The Rathke’s pouch (Fig. 5.71E) arising from the stomodaeum unites with the infundibulum and ultimately differentiates into the anterior lobe of the pituitary body.
From the mesencephalic roof or tectum dorsal swellings appear. In birds like other amniotes, four swellings arise in the tectum, the corpora quadrigemina. From the roof of the metencephalon there arise two cerebellar outpushings.
These out-pocketing’s are accompanied by continued cell multiplications. The differentiating neuro-blasts undergo localized aggregations that bring about thickening of gray and white matter and a variety of folds, fissures and invaginations. The roof of the diencephalon and myelencephalon are thin, highly vascular and are devoid of nervous tissue.
6. Cavity of the Primitive Five-Part Brain in Chick:
The brain as well as the spinal cord are hollow structures and this cavity is generally called the neural cavity or neurocoel (Fig. 5.73). The neurocoel are fluid-filled cavities. The cavities of the telencephalic vesicles extend into the cerebral hemispheres (cerebral lobes) and are known as the lateral ventricles or the first and second ventricles.
These ventricles communicate with the lumen of the middle of the telencephalon and that of the diencephalon, which together form the third ventricle.
The cavity of the mesencephalon is designated as the cerebral aqueduct or aqueduct of Sylvius. It becomes a narrow passage way and greatly reduced in chick as well as in other amniotes. The cavity of the rhomb encephalon is termed as the fourth ventricle. The cerebral aqueduct connects the third ventricle in front with that of the fourth.
In the roof of the third and fourth ventricles, small blood vessels from the pia mater form freely branching groups of vessels and are called the anterior and posterior choroid plexus. These plexus, plus those that form the walls of the lateral ventricles secrete cerebrospinal fluid that bathes the tissues of the brain and spinal cord.
7. Embryonic Induction in Brain Development of Chick:
Activation phase of induction results primarily in the formation of neural tube. The normal prospect of the neural tube is its differentiation into four general regions. The most anterior of it will become the fore brain.
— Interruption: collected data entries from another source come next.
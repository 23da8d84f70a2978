pub mod password;

pub use password::*;

use thiserror::Error;

#[derive(Error, Debug)]
pub enum CryptoError {
    #[error("Malformed password hash")]
    MalformedHash,

    #[error("Unsupported password hash scheme: {0}")]
    UnsupportedScheme(String),

    #[error("Hashing task failed: {0}")]
    TaskFailed(String),
}
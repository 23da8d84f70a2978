//! API middleware stack.
//!
//! Execution order (outermost → innermost):
//! 1. Auth validator: bearer session lookup (data routes, when enabled)
//! 2. Audit logger: logs after auth, has user_id

pub mod audit;
pub mod auth;
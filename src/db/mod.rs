pub mod sqlite;
pub mod repository;

pub use sqlite::*;
pub use repository::*;

use thiserror::Error;

#[derive(Error, Debug)]
pub enum DatabaseError {
    #[error("SQLite error: {0}")]
    Sqlite(#[from] rusqlite::Error),

    #[error("Entity not found: {entity_type} with id {id}")]
    NotFound { entity_type: String, id: String },

    #[error("Invalid enum value for {field}: {value}")]
    InvalidEnum { field: String, value: String },

    #[error("Migration failed at version {version}: {reason}")]
    MigrationFailed { version: i64, reason: String },

    #[error("Constraint violated: {0}")]
    ConstraintViolation(String),

    #[error("Corrupt {column} value: {reason}")]
    Corrupt { column: String, reason: String },
}

impl DatabaseError {
    /// True when the underlying SQLite error is a UNIQUE/CHECK constraint failure.
    pub fn is_constraint_violation(&self) -> bool {
        match self {
            DatabaseError::ConstraintViolation(_) => true,
            DatabaseError::Sqlite(rusqlite::Error::SqliteFailure(err, _)) => {
                err.code == rusqlite::ErrorCode::ConstraintViolation
            }
            _ => false,
        }
    }
}
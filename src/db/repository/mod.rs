//! Repository layer: entity-scoped database operations.
//!
//! One sub-module per collection. All public functions are re-exported here.

mod health_data;
mod session;
mod suggestion;
mod task;
mod user;

use std::str::FromStr;

use chrono::{DateTime, Utc};
use rusqlite::types::Type;
use rusqlite::Row;
use uuid::Uuid;

use super::DatabaseError;
use crate::models::timestamp;

pub use health_data::*;
pub use session::*;
pub use suggestion::*;
pub use task::*;
pub use user::*;

fn conversion_failure(idx: usize, err: DatabaseError) -> rusqlite::Error {
    rusqlite::Error::FromSqlConversionFailure(idx, Type::Text, Box::new(err))
}

pub(crate) fn uuid_at(row: &Row, idx: usize) -> Result<Uuid, rusqlite::Error> {
    let raw: String = row.get(idx)?;
    Uuid::parse_str(&raw).map_err(|e| {
        rusqlite::Error::FromSqlConversionFailure(idx, Type::Text, Box::new(e))
    })
}

pub(crate) fn opt_uuid_at(row: &Row, idx: usize) -> Result<Option<Uuid>, rusqlite::Error> {
    match row.get::<_, Option<String>>(idx)? {
        Some(_) => uuid_at(row, idx).map(Some),
        None => Ok(None),
    }
}

pub(crate) fn timestamp_at(row: &Row, idx: usize) -> Result<DateTime<Utc>, rusqlite::Error> {
    let raw: String = row.get(idx)?;
    timestamp::parse(&raw).ok_or_else(|| {
        conversion_failure(
            idx,
            DatabaseError::Corrupt {
                column: format!("#{idx}"),
                reason: format!("unparseable timestamp {raw:?}"),
            },
        )
    })
}

pub(crate) fn opt_timestamp_at(
    row: &Row,
    idx: usize,
) -> Result<Option<DateTime<Utc>>, rusqlite::Error> {
    match row.get::<_, Option<String>>(idx)? {
        Some(_) => timestamp_at(row, idx).map(Some),
        None => Ok(None),
    }
}

pub(crate) fn enum_at<T>(row: &Row, idx: usize) -> Result<T, rusqlite::Error>
where
    T: FromStr<Err = DatabaseError>,
{
    let raw: String = row.get(idx)?;
    T::from_str(&raw).map_err(|e| conversion_failure(idx, e))
}

pub(crate) fn string_list_at(row: &Row, idx: usize) -> Result<Vec<String>, rusqlite::Error> {
    let raw: String = row.get(idx)?;
    serde_json::from_str(&raw).map_err(|e| {
        conversion_failure(
            idx,
            DatabaseError::Corrupt {
                column: format!("#{idx}"),
                reason: e.to_string(),
            },
        )
    })
}

/// Map a UNIQUE/CHECK failure to `ConstraintViolation`, pass everything else through.
pub(crate) fn map_constraint(err: rusqlite::Error, what: &str) -> DatabaseError {
    let db_err = DatabaseError::from(err);
    if db_err.is_constraint_violation() {
        DatabaseError::ConstraintViolation(what.to_string())
    } else {
        db_err
    }
}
Subsequent regions will provide the mid brain and hind brain. This is then followed by the prospective spinal cord. Finally there is an area that fails to produce neural structures at all but contributes to the mesodermal composition of the tail.
The question that may arise is, how the pattern of regions appearing in the neural tube may be related to a pattern present in the inducing mesoderm? This is indicated by two sets of facts. First, in the anatomical fact the notochord terminates anteriorly at approximately the junction between the fore- and mid-brain, the remaining forward distance being occupied by the prechordal mesoderm or plate.
This prechordal plate may thus be considered the inductor of the fore brain and the notochord the inductor of the regions behind. The second fact is that different levels of the mesoderm have unlike inductive capacities. If different regions of the prospective chorda mesoderm from anterior to posterior are cut out and grafted into young gastrula, it is found that they induce characteristically different regions of the neural tube.
Immediately after the neural plate is established, this neural primordium itself acts as a secondary inductor. Some examples are induction of sensory structures (lens of the eye etc.), the otic vesicle (inner ear) and the series of ectodermal placodes. The brain and the spinal cord later, also induces the formation of bony structure that protects them.